[[ Given records, beginning ]]

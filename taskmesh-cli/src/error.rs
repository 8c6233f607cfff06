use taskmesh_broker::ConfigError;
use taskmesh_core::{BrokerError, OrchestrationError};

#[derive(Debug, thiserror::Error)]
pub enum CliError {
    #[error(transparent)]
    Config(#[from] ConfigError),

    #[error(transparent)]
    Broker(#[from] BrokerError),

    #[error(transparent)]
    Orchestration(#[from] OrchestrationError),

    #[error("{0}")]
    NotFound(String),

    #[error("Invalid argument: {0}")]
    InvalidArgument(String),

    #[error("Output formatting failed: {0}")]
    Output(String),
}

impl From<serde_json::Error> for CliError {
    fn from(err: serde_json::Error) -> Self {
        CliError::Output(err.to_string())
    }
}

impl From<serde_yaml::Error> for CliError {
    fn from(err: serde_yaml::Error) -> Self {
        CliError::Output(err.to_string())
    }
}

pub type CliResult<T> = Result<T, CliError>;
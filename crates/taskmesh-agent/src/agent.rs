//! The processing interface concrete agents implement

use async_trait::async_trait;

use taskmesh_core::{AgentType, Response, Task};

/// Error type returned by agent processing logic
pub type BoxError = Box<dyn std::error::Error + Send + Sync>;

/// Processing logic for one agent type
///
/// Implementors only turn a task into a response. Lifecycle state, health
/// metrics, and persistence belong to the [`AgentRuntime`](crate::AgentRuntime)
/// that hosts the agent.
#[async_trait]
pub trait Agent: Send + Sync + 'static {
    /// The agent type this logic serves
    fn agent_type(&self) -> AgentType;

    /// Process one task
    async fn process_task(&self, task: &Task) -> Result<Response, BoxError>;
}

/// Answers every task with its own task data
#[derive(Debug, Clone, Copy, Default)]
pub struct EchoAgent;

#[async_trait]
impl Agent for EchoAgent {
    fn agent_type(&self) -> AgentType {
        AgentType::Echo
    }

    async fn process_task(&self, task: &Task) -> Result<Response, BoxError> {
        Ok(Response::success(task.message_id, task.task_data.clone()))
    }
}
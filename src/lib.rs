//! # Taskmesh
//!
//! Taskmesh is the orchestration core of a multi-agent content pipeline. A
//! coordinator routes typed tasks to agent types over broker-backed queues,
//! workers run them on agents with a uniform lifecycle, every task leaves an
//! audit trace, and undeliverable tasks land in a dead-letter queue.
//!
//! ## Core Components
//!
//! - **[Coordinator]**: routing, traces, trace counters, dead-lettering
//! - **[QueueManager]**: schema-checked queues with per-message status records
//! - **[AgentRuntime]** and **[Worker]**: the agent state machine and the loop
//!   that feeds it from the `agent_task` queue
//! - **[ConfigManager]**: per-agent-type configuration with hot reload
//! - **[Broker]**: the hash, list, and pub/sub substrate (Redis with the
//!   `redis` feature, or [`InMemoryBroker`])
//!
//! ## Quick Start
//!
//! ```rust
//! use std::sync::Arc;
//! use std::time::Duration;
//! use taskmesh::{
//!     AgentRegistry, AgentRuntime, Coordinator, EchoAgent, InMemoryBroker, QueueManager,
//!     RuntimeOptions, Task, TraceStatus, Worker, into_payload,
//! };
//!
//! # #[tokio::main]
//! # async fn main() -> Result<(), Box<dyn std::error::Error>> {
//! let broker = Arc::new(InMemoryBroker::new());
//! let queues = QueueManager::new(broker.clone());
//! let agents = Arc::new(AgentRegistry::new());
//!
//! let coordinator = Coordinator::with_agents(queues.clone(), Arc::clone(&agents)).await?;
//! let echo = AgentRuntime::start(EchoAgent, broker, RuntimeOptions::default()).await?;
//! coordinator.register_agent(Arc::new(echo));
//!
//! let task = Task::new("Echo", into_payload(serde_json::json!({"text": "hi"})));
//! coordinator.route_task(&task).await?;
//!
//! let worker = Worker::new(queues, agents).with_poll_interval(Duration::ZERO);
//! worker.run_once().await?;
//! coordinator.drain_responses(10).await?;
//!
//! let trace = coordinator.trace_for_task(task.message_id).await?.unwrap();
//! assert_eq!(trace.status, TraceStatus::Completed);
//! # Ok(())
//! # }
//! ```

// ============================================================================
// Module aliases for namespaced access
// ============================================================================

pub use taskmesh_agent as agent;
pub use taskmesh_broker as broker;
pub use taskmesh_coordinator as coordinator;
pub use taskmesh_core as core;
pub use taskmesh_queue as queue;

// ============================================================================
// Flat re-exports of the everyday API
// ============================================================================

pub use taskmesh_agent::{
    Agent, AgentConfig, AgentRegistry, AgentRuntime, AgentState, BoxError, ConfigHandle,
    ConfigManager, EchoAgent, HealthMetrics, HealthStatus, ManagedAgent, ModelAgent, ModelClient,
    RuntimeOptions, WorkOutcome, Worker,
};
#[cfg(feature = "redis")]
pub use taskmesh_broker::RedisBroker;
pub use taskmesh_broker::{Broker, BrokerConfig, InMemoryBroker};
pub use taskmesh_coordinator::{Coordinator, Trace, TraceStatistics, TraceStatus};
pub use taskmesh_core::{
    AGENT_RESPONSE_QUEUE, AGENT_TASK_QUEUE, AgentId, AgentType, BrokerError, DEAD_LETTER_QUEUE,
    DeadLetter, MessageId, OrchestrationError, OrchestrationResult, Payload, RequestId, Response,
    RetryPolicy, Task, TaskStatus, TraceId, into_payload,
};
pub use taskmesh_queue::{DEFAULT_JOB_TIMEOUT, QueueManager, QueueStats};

[[ Given records, end ]]

— Required action —
Every line in the material above that has the word "filename" should be copied.

— Task response —
filename taskmesh-cli/src/error.rs
filename crates/taskmesh-agent/src/agent.rs
filename src/lib.rs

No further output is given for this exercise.